Finnish businessman, publisher, politician, and art patron (1878–1961)

Amos Valentin Anderson (3 September 1878, Kimito, Finland – 2 April 1961, Dragsfjärd, Finland) was a Finnish newspaper owner, publisher, art patron and member of parliament for the Swedish People's Party of Finland. He was the owner of Finland's largest Swedish-language newspaper, Hufvudstadsbladet.

== Biography ==
Amos Anderson was the son of farmer Anders Johan Anderson and Alina Lindblom. He grew up in the Southwestern Archipelago of Finland and studied business in Turku. He started his career in insurance, and spent two years in continental Europe studying finance and insurance in Göttingen and London from 1900 to 1902, and in Berlin in 1904. He began as an actuary for the insurance company Teollisuus-Palo from 1902 to 1907.

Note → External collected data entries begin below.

/// Configuration for a date picker input.
///
/// Recreate the args whenever the host's value or visibility changes; the
/// state reads them on every call.
#[derive(Clone, Setters)]
pub struct DatePickerInputArgs {
    /// Text shown above the field.
    #[setters(into)]
    pub label: String,
    /// Text shown in the field when there is no value.
    #[setters(into)]
    pub placeholder: String,
    /// The host's selected date.
    pub value: Option<CalendarDate>,
    /// Called with the new date when a selection is committed.
    #[setters(skip)]
    pub on_change: CallbackWith<CalendarDate>,
    /// Earliest selectable date, forwarded to the native picker.
    #[setters(strip_option)]
    pub minimum_date: Option<CalendarDate>,
    /// Latest selectable date, forwarded to the native picker.
    #[setters(strip_option)]
    pub maximum_date: Option<CalendarDate>,
    /// Host-controlled visibility. When set, the host owns visibility and
    /// receives every change through `on_open_change`.
    #[setters(strip_option)]
    pub is_open: Option<bool>,
    /// Visibility change requests for host-controlled visibility.
    #[setters(skip)]
    pub on_open_change: Option<CallbackWith<bool>>,
    /// Whether the field shows its error state.
    pub has_error: bool,
    /// Message shown under the field in the error state.
    #[setters(strip_option, into)]
    pub error_message: Option<String>,
    /// Called once each time the picker closes.
    #[setters(skip)]
    pub on_blur: Option<Callback>,
    /// Palette overrides.
    pub colors: DatePickerColors,
    /// Button text overrides.
    pub texts: DatePickerTexts,
    /// Custom formatter for the field text.
    #[setters(skip)]
    pub format_date: Option<CallbackWith<CalendarDate, String>>,
    /// Presentation hint for the native picker. Defaults per platform.
    #[setters(strip_option)]
    pub display: Option<PickerDisplay>,
}

impl Default for DatePickerInputArgs {
    fn default() -> Self {
        Self {
            label: String::new(),
            placeholder: String::new(),
            value: None,
            on_change: CallbackWith::new(|_| {}),
            minimum_date: None,
            maximum_date: None,
            is_open: None,
            on_open_change: None,
            has_error: false,
            error_message: None,
            on_blur: None,
            colors: DatePickerColors::default(),
            texts: DatePickerTexts::default(),
            format_date: None,
            display: None,
        }
    }
}

impl DatePickerInputArgs {
    /// Creates args with a label and placeholder.
    pub fn new(label: impl Into<String>, placeholder: impl Into<String>) -> Self {
        Self::default().label(label).placeholder(placeholder)
    }

    /// Sets the commit handler.
    pub fn on_change<F>(mut self, f: F) -> Self
    where
        F: Fn(CalendarDate) + Send + Sync + 'static,
    {
        self.on_change = CallbackWith::new(f);
        self
    }

    /// Sets the commit handler using a shared callback.
    pub fn on_change_shared(mut self, f: CallbackWith<CalendarDate>) -> Self {
        self.on_change = f;
        self
    }

    /// Sets the visibility change handler.
    ///
    /// Only called when the host also supplies [`is_open`](Self::is_open);
    /// otherwise the input keeps visibility to itself and this handler never
    /// fires.
    pub fn on_open_change<F>(mut self, f: F) -> Self
    where
        F: Fn(bool) + Send + Sync + 'static,
    {
        self.on_open_change = Some(CallbackWith::new(f));
        self
    }

    /// Sets the blur handler.
    pub fn on_blur<F>(mut self, f: F) -> Self
    where
        F: Fn() + Send + Sync + 'static,
    {
        self.on_blur = Some(Callback::new(f));
        self
    }

    /// Sets a custom formatter for the field text.
    pub fn format_date<F>(mut self, f: F) -> Self
    where
        F: Fn(CalendarDate) -> String + Send + Sync + 'static,
    {
        self.format_date = Some(CallbackWith::new(f));
        self
    }

    /// Formats `date` with the custom formatter, or as `DD/MM/YYYY`.
    pub fn format(&self, date: CalendarDate) -> String {
        match &self.format_date {
            Some(formatter) => formatter.call(date),
            None => default_format_date(date),
        }
    }
}

/// Formats `date` as `DD/MM/YYYY`.
pub fn default_format_date(date: CalendarDate) -> String {
    format!("{:02}/{:02}/{}", date.day(), date.month(), date.year())
}

/// A button in the staged picker panel.
#[derive(Debug, Clone, PartialEq)]
pub struct PanelButtonView {
    /// Button text.
    pub text: String,
    /// Button background.
    pub background: Color,
    /// Button text color.
    pub text_color: Color,
}

/// The picker area below the field while it is open.
#[derive(Debug, Clone, PartialEq)]
pub enum PickerPanelView {
    /// The platform's modal picker, nothing else.
    Native(NativePickerProps),
    /// An inline panel with the picker and cancel/confirm buttons.
    Staged {
        /// Props for the embedded native picker.
        picker: NativePickerProps,
        /// Panel background.
        background: Color,
        /// Panel border.
        border: Color,
        /// Cancel button.
        cancel: PanelButtonView,
        /// Confirm button.
        confirm: PanelButtonView,
    },
}

/// Everything needed to draw a date picker input for one frame.
#[derive(Debug, Clone, PartialEq)]
pub struct DatePickerInputView {
    /// Label text.
    pub label: String,
    /// Label color.
    pub label_color: Color,
    /// Formatted value, or the placeholder.
    pub field_text: String,
    /// Color of `field_text`.
    pub field_text_color: Color,
    /// Calendar icon color.
    pub icon_color: Color,
    /// Field background.
    pub background: Color,
    /// Field border color.
    pub border_color: Color,
    /// Field border width.
    pub border_width: f32,
    /// Error message and its color, when one should be shown.
    pub error: Option<(String, Color)>,
    /// The open picker, if any.
    pub picker: Option<PickerPanelView>,
}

He started in press in 1905 by publishing Mercator, a professional magazine for the insurance sector which he ran until 1946. He was also the publisher for Finsk Tidskrift from 1908 to 1940. His career with daily newspapers started in 1911 with Dagens Tidning, and he was editor-in-chief of Hufvudstadsbladet from 1922 to 1945. In 1909 he founded a printing house together with Viktor Ek and J. O. Wasastjerna.

Anderson was an actuary for the insurance company Teollisuus-Palo from 1902 to 1907 and was involved in the boards of several banks and insurance companies throughout his career, including as a board member and vice-chairman of the Ömsesidiga Försäkringsbolaget Kaleva and a board member of the Sampo Insurance Company in Turku. He was also elected to the supervisory board of Unionsbanken and to the board of directors of Ab F. Stockmann.

Anderson was a Member of Parliament in 1922–1927 for the Swedish People's Party of Finland and a presidential elector in 1937, 1940 and 1943.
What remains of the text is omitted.